7 Great Lessons A Father Teaches His Daughters

Thanks dad because from you I have learned great things for my life.

With her teary eyes, her broken voice and uncertainty about the future, her heart was breaking into a thousand pieces, knowing that her great love had departed from this world. Fear lived within him when he saw the faces of his two teenage daughters.

With some sanity, he called out our names and we sat on the living room couch. He fixed his gaze and hugged us tightly, at the same time saying: ” Daughters, your mother could not beat cancer and now she is in a wonderful place, I am sure she is happy taking care of you from heaven.

As the months passed, I observed the great effort that my father made to raise us. From dawn he used to wake us up, prepare breakfast, take us to and from school, buy homemade food, help us with homework, and kiss us goodbye in the evening.

My father had the occasional girlfriend, however he never remarried, since he said that his priority was his daughters. For me, he became my hero, support, guide and role model. Thanks to your efforts and teachingsNow my sister and I are successful, successful and happy women.

Three years ago my father passed away, he finally managed to reunite with the love of his life. Despite the pain and sadness that invade my soul; I can say that his love and teachings marked my life forever.

Life learnings

This is my story, without a doubt I am sure that many women knowto great influence what do dads have in life daughters, therefore, I share some teachings.

1 Prince Charming is a utopia

Perhaps like me, many girls grow up with the idea of ​​finding a prince charming; that character that they draw in princess stories or cartoons, that hero who fights to rescue his damsel in danger.

My father, by his example, taught me that men do not rescue damsels, on the contrary, that all women have the courage and intelligence to solve their problems. However, the support of a man who is loving, respectful and protective will make life less complicated.

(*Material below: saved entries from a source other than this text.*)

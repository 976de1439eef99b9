use crate::params::Param;

use clap::Parser;

pub const DEFAULT_URL: &str = "https://jsonplaceholder.typicode.com/posts";
pub const DEFAULT_WIDTH: usize = 80;

fn parse_header(s: &str) -> Result<Param, String> {
    match s.split_once(':') {
        Some((name, value)) if !name.trim().is_empty() => {
            Ok(Param::new(name.trim(), value.trim()))
        }
        _ => Err(format!("Invalid header format, expected 'Name: value': {s}")),
    }
}

fn parse_method(s: &str) -> Result<String, String> {
    let method = s.to_uppercase();
    if crate::http::METHODS.contains(&method.as_str()) {
        Ok(method)
    } else {
        Err(format!(
            "Unsupported method {s}, expected one of {}",
            crate::http::METHODS.join(", ")
        ))
    }
}

#[derive(Parser, Debug)]
#[command(version, about, long_about = None)]
pub struct CommandLineArgs {
    #[clap(help = "Initial URL of the session")]
    url: Option<String>,
    #[clap(short = 'X', long, value_parser = parse_method, help = "HTTP method (GET/POST/PUT/PATCH/DELETE/HEAD/OPTIONS)")]
    method: Option<String>,
    #[clap(short = 'p', long, default_value = "default", help = "profile name")]
    profile: String,
    #[clap(
        short = 'H',
        long = "header",
        value_parser = parse_header,
        help = "HTTP header to send with the request, as 'Name: value'"
    )]
    headers: Vec<Param>,
    #[clap(short = 'd', long, help = "body text to send with the request")]
    body: Option<String>,
    #[clap(short = 't', long, help = "bearer token for authentication")]
    token: Option<String>,
    #[clap(short = 'u', long, help = "username for basic authentication")]
    user: Option<String>,
    #[clap(short = 'w', long, help = "password for basic authentication")]
    password: Option<String>,
    #[clap(short = 'r', long, help = "CA certificate PEM file path")]
    ca_cert: Option<String>,
    #[clap(
        short = 'k',
        long,
        help = "Allow insecure server connections when using SSL"
    )]
    insecure: bool,
    #[clap(short = 'W', long, help = "width of the response view in columns")]
    width: Option<usize>,
    #[clap(short = 'v', long, help = "Print verbose messages")]
    verbose: bool,
}

impl CommandLineArgs {
    pub fn url(&self) -> Option<&String> {
        self.url.as_ref()
    }

    pub fn method(&self) -> Option<&String> {
        self.method.as_ref()
    }

    pub fn profile(&self) -> &String {
        &self.profile
    }

    pub fn headers(&self) -> &[Param] {
        &self.headers
    }

    pub fn body(&self) -> Option<&String> {
        self.body.as_ref()
    }

    pub fn token(&self) -> Option<&String> {
        self.token.as_ref()
    }

    pub fn user(&self) -> Option<&String> {
        self.user.as_ref()
    }

    pub fn password(&self) -> Option<&String> {
        self.password.as_ref()
    }

    pub fn ca_cert(&self) -> Option<&String> {
        self.ca_cert.as_ref()
    }

    pub fn insecure(&self) -> bool {
        self.insecure
    }

    pub fn width(&self) -> Option<usize> {
        self.width
    }

    pub fn verbose(&self) -> bool {
        self.verbose
    }
}
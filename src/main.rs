mod args;
mod debounce;
mod decoder;
mod format;
mod http;
mod ini;
mod markup;
mod params;
mod profile;
mod repl;
mod session;
mod suggest;
mod sync;
mod wrap;

use anyhow::Result;
use clap::Parser;
use tracing::debug;
use tracing_subscriber::EnvFilter;

use args::{CommandLineArgs, DEFAULT_URL};
use http::HttpClient;
use ini::{IniProfile, DEFAULT_INI_FILE_PATH};
use profile::Profile;
use repl::Repl;
use session::Session;

fn init_tracing(verbose: bool) {
    let default = if verbose { "restui=debug" } else { "warn" };
    let filter = EnvFilter::try_from_default_env().unwrap_or_else(|_| EnvFilter::new(default));
    tracing_subscriber::fmt()
        .with_env_filter(filter)
        .with_writer(std::io::stderr)
        .init();
}

#[tokio::main]
async fn main() -> Result<()> {
    let args = CommandLineArgs::parse();
    init_tracing(args.verbose());

    let ini = IniProfile::load(DEFAULT_INI_FILE_PATH, args.profile())?;
    debug!("profile [{}]: {:?}", args.profile(), ini);
    let profile = Profile::resolve(&args, ini.as_ref());

    let url = args.url().map(String::as_str).unwrap_or(DEFAULT_URL);
    let mut session = Session::new(url, profile.host(), profile.width());
    for header in profile.headers() {
        session.set_header(&header.key, &header.value);
    }
    if let Some(method) = args.method() {
        session.set_method(method)?;
    }
    session.set_body(args.body().cloned());
    session.set_token(profile.token().cloned());

    let client = HttpClient::new(&profile)?;
    let mut repl = Repl::new(client, session, args.verbose())?;
    repl.run().await
}
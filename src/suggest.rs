const HEADER_NAMES: &[&str] = &[
    "Accept",
    "Accept-Charset",
    "Accept-Encoding",
    "Accept-Language",
    "Authorization",
    "Cache-Control",
    "Connection",
    "Content-Length",
    "Content-Type",
    "Cookie",
    "Date",
    "Expect",
    "Forwarded",
    "From",
    "Host",
    "If-Match",
    "If-Modified-Since",
    "If-None-Match",
    "If-Range",
    "If-Unmodified-Since",
    "Origin",
    "Pragma",
    "Range",
    "Referer",
    "TE",
    "Upgrade",
    "User-Agent",
    "Via",
    "X-Forwarded-For",
    "X-Requested-With",
];

const HEADER_VALUES: &[(&str, &[&str])] = &[
    (
        "Accept",
        &[
            "*/*",
            "application/json",
            "application/xml",
            "text/html",
            "text/plain",
        ],
    ),
    (
        "Accept-Encoding",
        &["gzip", "deflate", "zstd", "gzip, deflate", "identity"],
    ),
    (
        "Cache-Control",
        &["no-cache", "no-store", "max-age=0", "must-revalidate"],
    ),
    ("Connection", &["keep-alive", "close"]),
    (
        "Content-Type",
        &[
            "application/json",
            "application/x-www-form-urlencoded",
            "application/xml",
            "multipart/form-data",
            "text/plain",
        ],
    ),
];

fn matching<'a>(candidates: &'a [&'a str], prefix: &str) -> Vec<&'a str> {
    let prefix = prefix.to_lowercase();
    candidates
        .iter()
        .copied()
        .filter(|c| c.to_lowercase().starts_with(&prefix))
        .collect()
}

/// Header names starting with `prefix`, ignoring case. An empty prefix lists
/// every known name.
pub fn header_names(prefix: &str) -> Vec<&'static str> {
    matching(HEADER_NAMES, prefix)
}

/// Common values of header `name` starting with `prefix`, ignoring case.
pub fn header_values(name: &str, prefix: &str) -> Vec<&'static str> {
    HEADER_VALUES
        .iter()
        .find(|(n, _)| n.eq_ignore_ascii_case(name))
        .map(|(_, values)| matching(values, prefix))
        .unwrap_or_default()
}

#[cfg(test)]
mod test {
    use super::*;

    #[test]
    fn header_names_should_match_prefix_ignoring_case() {
        assert_eq!(
            header_names("accept-"),
            vec!["Accept-Charset", "Accept-Encoding", "Accept-Language"]
        );
        assert_eq!(header_names("USER"), vec!["User-Agent"]);
        assert!(header_names("zzz").is_empty());
        assert_eq!(header_names("").len(), HEADER_NAMES.len());
    }

    #[test]
    fn header_values_should_depend_on_the_header_name() {
        assert_eq!(
            header_values("content-type", "application/x"),
            vec!["application/x-www-form-urlencoded", "application/xml"]
        );
        assert_eq!(header_values("Connection", ""), vec!["keep-alive", "close"]);
        assert!(header_values("X-Unknown", "").is_empty());
    }
}
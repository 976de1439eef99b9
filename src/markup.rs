use colored::{ColoredString, Colorize};

pub const RESET: &str = "[-]";
const ESCAPED_BRACKET: &str = "[[]";

/// Colour categories used by the response formatter.
#[derive(Debug, Clone, Copy, PartialEq, Eq)]
pub enum Style {
    Key,
    String,
    Number,
}

impl Style {
    const ALL: [Style; 3] = [Style::Key, Style::String, Style::Number];

    pub fn name(&self) -> &'static str {
        match self {
            Style::Key => "blue",
            Style::String => "orange",
            Style::Number => "red",
        }
    }

    fn from_name(name: &str) -> Option<Style> {
        Style::ALL.into_iter().find(|s| s.name() == name)
    }

    /// Wraps `text` in exactly one opening tag and one reset. Brackets in
    /// `text` are escaped so they never read as tags.
    pub fn span(&self, text: &str) -> String {
        format!("[{}]{}{}", self.name(), escape(text), RESET)
    }

    fn paint(&self, text: &str) -> ColoredString {
        match self {
            Style::Key => text.blue(),
            Style::String => text.truecolor(255, 165, 0),
            Style::Number => text.red(),
        }
    }
}

enum Token<'a> {
    Open(Style),
    Reset,
    Text(&'a str),
}

fn tokens(markup: &str) -> Vec<Token<'_>> {
    let mut out = Vec::new();
    let mut rest = markup;
    let mut text_start = 0;
    let mut offset = 0;

    while let Some(open) = rest.find('[') {
        let at = offset + open;
        let after = &markup[at + 1..];
        let tag = after
            .find(']')
            .map(|close| &after[..close])
            .and_then(|name| match name {
                "-" => Some((Token::Reset, name.len())),
                "[" => Some((Token::Text(&markup[at..at + 1]), name.len())),
                _ => Style::from_name(name).map(|s| (Token::Open(s), name.len())),
            });

        match tag {
            Some((token, len)) => {
                if text_start < at {
                    out.push(Token::Text(&markup[text_start..at]));
                }
                out.push(token);
                offset = at + len + 2;
                text_start = offset;
            }
            None => offset = at + 1,
        }
        rest = &markup[offset..];
    }

    if text_start < markup.len() {
        out.push(Token::Text(&markup[text_start..]));
    }
    out
}

/// Escapes `[` so that `text` comes out of [`to_ansi`] and [`strip`] as is.
pub fn escape(text: &str) -> String {
    text.replace('[', ESCAPED_BRACKET)
}

/// Replaces colour tags with ANSI escape sequences. Bracketed text that is
/// not a known tag is left as is.
pub fn to_ansi(markup: &str) -> String {
    let mut out = String::with_capacity(markup.len());
    let mut style = None;
    for token in tokens(markup) {
        match token {
            Token::Open(s) => style = Some(s),
            Token::Reset => style = None,
            Token::Text(t) => match style {
                // painted per line so a span never bleeds past a line break
                Some(s) => {
                    let painted: Vec<String> =
                        t.split('\n').map(|l| s.paint(l).to_string()).collect();
                    out.push_str(&painted.join("\n"));
                }
                None => out.push_str(t),
            },
        }
    }
    out
}

/// Removes colour tags, keeping only the text.
pub fn strip(markup: &str) -> String {
    tokens(markup)
        .into_iter()
        .filter_map(|t| match t {
            Token::Text(t) => Some(t),
            _ => None,
        })
        .collect()
}
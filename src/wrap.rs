use unicode_width::UnicodeWidthStr;

/// Greedy word wrap at `width` display columns. A width of zero disables
/// wrapping. Wide characters take two columns.
///
/// Words are never split: a word longer than `width` sits alone on its line.
pub fn word_wrap(text: &str, width: usize) -> String {
    if width == 0 {
        return text.to_string();
    }

    let mut words = text.split_whitespace();
    let first = match words.next() {
        Some(w) => w,
        None => return String::new(),
    };

    let mut buffer = String::with_capacity(text.len());
    buffer.push_str(first);
    let mut space_left = width as isize - first.width() as isize;

    for word in words {
        let len = word.width() as isize;
        if len + 1 > space_left {
            buffer.push('\n');
            buffer.push_str(word);
            space_left = width as isize - len;
        } else {
            buffer.push(' ');
            buffer.push_str(word);
            space_left -= len + 1;
        }
    }

    buffer
}

/// Number of newline-delimited segments. An empty text still counts as one.
pub fn count_lines(text: &str) -> usize {
    text.split('\n').count()
}
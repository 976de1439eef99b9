use std::fmt::{Display, Formatter};

/// A single key/value pair as edited in a parameter or header row.
#[derive(Debug, Clone, Default, PartialEq, Eq)]
pub struct Param {
    pub key: String,
    pub value: String,
}

impl Param {
    pub fn new(key: impl Into<String>, value: impl Into<String>) -> Self {
        Param {
            key: key.into(),
            value: value.into(),
        }
    }

    pub fn is_blank(&self) -> bool {
        self.key.is_empty() && self.value.is_empty()
    }

    /// A row only takes part in encoding once both halves are filled in.
    pub fn is_complete(&self) -> bool {
        !self.key.is_empty() && !self.value.is_empty()
    }
}

/// Stable identity of a row pair. Survives insertions and removals around it.
#[derive(Debug, Clone, Copy, PartialEq, Eq, Hash, PartialOrd, Ord)]
pub struct RowId(u64);

impl Display for RowId {
    fn fmt(&self, f: &mut Formatter<'_>) -> std::fmt::Result {
        write!(f, "#{}", self.0)
    }
}

#[derive(Debug, Clone, PartialEq, Eq)]
struct Row {
    id: RowId,
    param: Param,
}

/// Ordered arena of key/value row pairs.
///
/// Rows are addressed by [`RowId`], never by position; the 1-based position
/// only exists for display labels. The list always holds at least one pair.
#[derive(Debug, Clone, PartialEq, Eq)]
pub struct ParamRows {
    rows: Vec<Row>,
    next_id: u64,
}

impl Default for ParamRows {
    fn default() -> Self {
        Self::new()
    }
}

impl ParamRows {
    pub fn new() -> Self {
        let mut rows = ParamRows {
            rows: Vec::new(),
            next_id: 0,
        };
        rows.add_pair();
        rows
    }

    #[cfg(test)]
    pub fn from_params<I>(params: I) -> Self
    where
        I: IntoIterator<Item = Param>,
    {
        let mut rows = ParamRows {
            rows: Vec::new(),
            next_id: 0,
        };
        for param in params {
            rows.push(param);
        }
        rows.ensure_not_empty();
        rows
    }

    /// Appends a blank pair. Its label is its new 1-based position.
    pub fn add_pair(&mut self) -> RowId {
        self.push(Param::default())
    }

    pub fn push(&mut self, param: Param) -> RowId {
        let id = RowId(self.next_id);
        self.next_id += 1;
        self.rows.push(Row { id, param });
        id
    }

    /// Removes the pair with the given id, key and value together.
    pub fn remove(&mut self, id: RowId) -> Option<Param> {
        let pos = self.position(id)?;
        let row = self.rows.remove(pos);
        self.ensure_not_empty();
        Some(row.param)
    }

    #[cfg(test)]
    pub fn get(&self, id: RowId) -> Option<&Param> {
        self.rows.iter().find(|r| r.id == id).map(|r| &r.param)
    }

    pub fn get_mut(&mut self, id: RowId) -> Option<&mut Param> {
        self.rows.iter_mut().find(|r| r.id == id).map(|r| &mut r.param)
    }

    pub fn position(&self, id: RowId) -> Option<usize> {
        self.rows.iter().position(|r| r.id == id)
    }

    /// Resolves a 1-based display position to the row currently shown there.
    pub fn id_at(&self, number: usize) -> Option<RowId> {
        number
            .checked_sub(1)
            .and_then(|i| self.rows.get(i))
            .map(|r| r.id)
    }

    pub fn label(&self, id: RowId) -> Option<(String, String)> {
        self.position(id)
            .map(|p| (format!("Key {}", p + 1), format!("Value {}", p + 1)))
    }

    pub fn len(&self) -> usize {
        self.rows.len()
    }

    pub fn is_empty(&self) -> bool {
        self.rows.is_empty()
    }

    pub fn iter(&self) -> impl Iterator<Item = (RowId, &Param)> {
        self.rows.iter().map(|r| (r.id, &r.param))
    }

    #[cfg(test)]
    pub fn ids(&self) -> Vec<RowId> {
        self.rows.iter().map(|r| r.id).collect()
    }

    /// Complete pairs in row order.
    pub fn complete(&self) -> impl Iterator<Item = &Param> {
        self.rows.iter().map(|r| &r.param).filter(|p| p.is_complete())
    }

    pub fn first_blank(&self) -> Option<RowId> {
        self.rows.iter().find(|r| r.param.is_blank()).map(|r| r.id)
    }

    /// The last row bearing `key`, i.e. the one that wins when encoding.
    pub fn last_with_key(&self, key: &str) -> Option<RowId> {
        self.rows
            .iter()
            .rev()
            .find(|r| r.param.key == key)
            .map(|r| r.id)
    }

    pub fn retain<F>(&mut self, mut keep: F) -> Vec<RowId>
    where
        F: FnMut(&Param) -> bool,
    {
        let mut removed = Vec::new();
        self.rows.retain(|r| {
            let k = keep(&r.param);
            if !k {
                removed.push(r.id);
            }
            k
        });
        self.ensure_not_empty();
        removed
    }

    /// Finds a row by case-insensitive key. Used for header rows.
    pub fn find_key_ignore_case(&self, key: &str) -> Option<RowId> {
        self.rows
            .iter()
            .find(|r| r.param.key.eq_ignore_ascii_case(key))
            .map(|r| r.id)
    }

    fn ensure_not_empty(&mut self) {
        if self.rows.is_empty() {
            self.add_pair();
        }
    }
}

He always recognized our accomplishments and never doubted our ability to be successful.

2 Respect for women

Daughters’ safety is an issue that most parents are concerned about, especially when they are teenagers. My dad taught me by example; he respected all women, he was chivalrous, he helped without receiving anything in return, he valued the work and life of women.

In her conversations, she emphasized physical and emotional violence, risks, and safety measures that all women must know when they are abused.

With her affection and love, I learned how a woman should be treated and how she should set limits when she felt she was in danger.

3 Failures are learnings

My father always highlighted my skills, strengths and talents. It taught me to learn and accept the consequences of my actions and mistakes. I remember him telling me “Failures make you stronger” , thus feeding my self-esteem, confidence and security.

With his guidance, he helped me and supported me to find solutions to my problems, that made me a persevering and hard-working woman, since I knew the tools to fend for myself.

4 Your opinion counts

Unfortunately, we live in a society where machismo has not stopped. For this reason, my father said not to be afraid to express my ideas, opinions, doubts, feelings and emotions. He even taught me to defend and argue my ideologies and not feel intimidated by expressing myself freely.

For example: I remember when I had my first job, my boss was a macho person and he never listened to women’s opinions, since he believed that he was right and powerful. In a short time I was able to express myself without fear, to what I believed should change in the way he delegated functions.

5 You deserve the best

My father never made me believe that he was the princess or queen of the house. However, he strove to give me the best, between material and significant things. I can actually say that he had an excellent quality of life.

Among his learnings, he taught me not to be conformist, to fight for my dreams and desires, to set short-term goals and objectives; With this, I learned that I deserved the best, that I could be who I wanted to be and that I should work for my ideals.

6 Love is not wanted

My father used to say that true love is unconditional, that all couples achieve success because there is a real commitment, good communication and they respect each other. He tried hard to make me understand thatit was special , intelligent and did not need to suffer from heartbreak.

Said that women we are the ones who usually choose men and not the other way around. That he had that virtue and power, at the same time he had to give me respect.

7 The role of men

Today we live in a society in which men’s roles are shared with women. They used to be the providers of the home, the protectors and the head of the family. However, the participation of women is now essential to achieve economic and emotional stability at home.

Therefore, men and women must work as a team, collaborating with all responsibilities and obligations. For example: it is valid that both work, just as both must raise children and contribute to the housework.

The presence, guidance and support of the parents in the life of the daughters is essential, due to the way of caring for them, since it is different from that of women. Men usually teach their daughters to be practical, risky, adventurous and not be afraid. And a mother is more delicate to teach her daughters to be orderly, responsible, among other things.